- _THE TASK_:
Your response should reproduce every line of the entries that contains the word "resources".

*** Opening ENTRIES SHOWN ***

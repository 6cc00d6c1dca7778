//! Renderable model interface

use std::sync::Arc;

use glam::Mat4;

use crate::backend::*;
use crate::pipeline::pass::{Pass, PassMask, PassState};
use crate::resources::ResourceManager;

/// Bind group layouts and formats a model needs to build its pipelines
#[derive(Debug, Clone)]
pub struct PassLayouts {
    /// Group 0 of every pipeline: the per-draw uniform block
    pub uniforms: BindGroupLayoutHandle,
    /// Albedo texture + sampler
    pub material: BindGroupLayoutHandle,
    /// G-buffer diffuse and normal, read with `textureLoad`
    pub gbuffer: BindGroupLayoutHandle,
    /// Cascade depth maps + comparison sampler
    pub shadow_maps: BindGroupLayoutHandle,
    pub swapchain_format: TextureFormat,
}

/// Everything a model may touch while creating its GPU objects
pub struct LoadContext<'a> {
    pub backend: &'a mut dyn GraphicsBackend,
    pub layouts: &'a PassLayouts,
    pub resources: &'a ResourceManager,
}

impl LoadContext<'_> {
    /// Create a render pipeline whose fixed state comes from `state`
    pub fn create_pipeline(
        &mut self,
        label: &str,
        shader: &str,
        state: &PassState,
        vertex_layouts: Vec<VertexBufferLayout>,
        bind_group_layouts: Vec<BindGroupLayoutHandle>,
        polygon_mode: PolygonMode,
    ) -> BackendResult<RenderPipelineHandle> {
        let swapchain_format = self.layouts.swapchain_format;
        let color_targets = state.color_targets(swapchain_format);
        self.backend.create_render_pipeline(&RenderPipelineDescriptor {
            label: Some(label.to_string()),
            shader: shader.to_string(),
            vertex_entry: "vs_main".to_string(),
            fragment_entry: if color_targets.is_empty() {
                None
            } else {
                Some("fs_main".to_string())
            },
            vertex_layouts,
            bind_group_layouts,
            primitive_topology: PrimitiveTopology::TriangleList,
            front_face: FrontFace::Ccw,
            cull_mode: state.cull,
            polygon_mode,
            depth_stencil: state.depth_stencil(),
            color_targets,
        })
    }
}

/// A unit of geometry + shading that draws itself for the passes it declares.
///
/// Models are shared between scene nodes through [`ModelHandle`]; the last
/// handle dropped releases the CPU side, `unload` releases the GPU side.
pub trait Model: Send + Sync {
    fn name(&self) -> &str;

    /// Pass types this model draws in; other passes never reach `render`
    fn passes(&self) -> PassMask;

    fn load(&self, ctx: &mut LoadContext<'_>) -> BackendResult<()>;

    fn unload(&self, backend: &mut dyn GraphicsBackend);

    fn is_loaded(&self) -> bool;

    /// Record draw calls for `pass` with the node's world matrix
    fn render(&self, pass: &Pass, world: &Mat4, backend: &mut dyn GraphicsBackend);
}

/// Shared ownership of a model
pub type ModelHandle = Arc<dyn Model>;
#[cfg(test)]
mod tests {
    use super::*;

    #[test]
    fn surface_size_keeps_aspect_when_clamped() {
        assert_eq!(clamp_surface_size(8192, 4096, 4096), (4096, 2048));
        assert_eq!(clamp_surface_size(1280, 720, 8192), (1280, 720));
        assert_eq!(clamp_surface_size(0, 0, 8192), (1, 1));
    }

    #[test]
    fn uniform_slots_stay_distinct_past_one_page() {
        let mut cursor = RingCursor::default();
        let per_page = (UNIFORM_RING_SIZE - UNIFORM_BLOCK_SIZE) / UNIFORM_BLOCK_SIZE + 1;
        let total = per_page * 2 + 3;

        let slots: Vec<(usize, u64)> = (0..total).map(|_| cursor.allocate(UNIFORM_BLOCK_SIZE)).collect();
        let unique: std::collections::HashSet<_> = slots.iter().copied().collect();
        assert_eq!(unique.len(), slots.len());

        assert_eq!(slots[per_page as usize - 1], (0, UNIFORM_RING_SIZE - UNIFORM_BLOCK_SIZE));
        assert_eq!(slots[per_page as usize], (1, 0));
        assert_eq!(slots.last(), Some(&(2, 2 * UNIFORM_BLOCK_SIZE)));
        for (_, offset) in &slots {
            assert_eq!(offset % UNIFORM_BLOCK_ALIGNMENT, 0);
            assert!(offset + UNIFORM_BLOCK_SIZE <= UNIFORM_RING_SIZE);
        }

        assert_eq!(cursor.used(0), UNIFORM_RING_SIZE);
        assert_eq!(cursor.used(2), 3 * UNIFORM_BLOCK_SIZE);
        assert_eq!(cursor.used(3), 0);
    }

    #[test]
    fn small_uniform_blocks_pack_at_the_alignment() {
        let mut cursor = RingCursor::default();
        assert_eq!(cursor.allocate(64), (0, 0));
        assert_eq!(cursor.allocate(720), (0, UNIFORM_BLOCK_ALIGNMENT));
        assert_eq!(cursor.allocate(0), (0, 4 * UNIFORM_BLOCK_ALIGNMENT));
        assert_eq!(cursor.used(0), 5 * UNIFORM_BLOCK_ALIGNMENT);
    }

    #[test]
    fn usage_conversion_maps_every_flag() {
        let usage = BufferUsage::STORAGE | BufferUsage::COPY_SRC | BufferUsage::COPY_DST;
        let converted = WgpuBackend::convert_buffer_usage(usage);
        assert_eq!(
            converted,
            wgpu::BufferUsages::STORAGE | wgpu::BufferUsages::COPY_SRC | wgpu::BufferUsages::COPY_DST
        );
    }
}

*** Closing ENTRIES SHOWN ***

- _EXERCISE SOLUTION_:
use crate::resources::ResourceManager;
    pub resources: &'a ResourceManager,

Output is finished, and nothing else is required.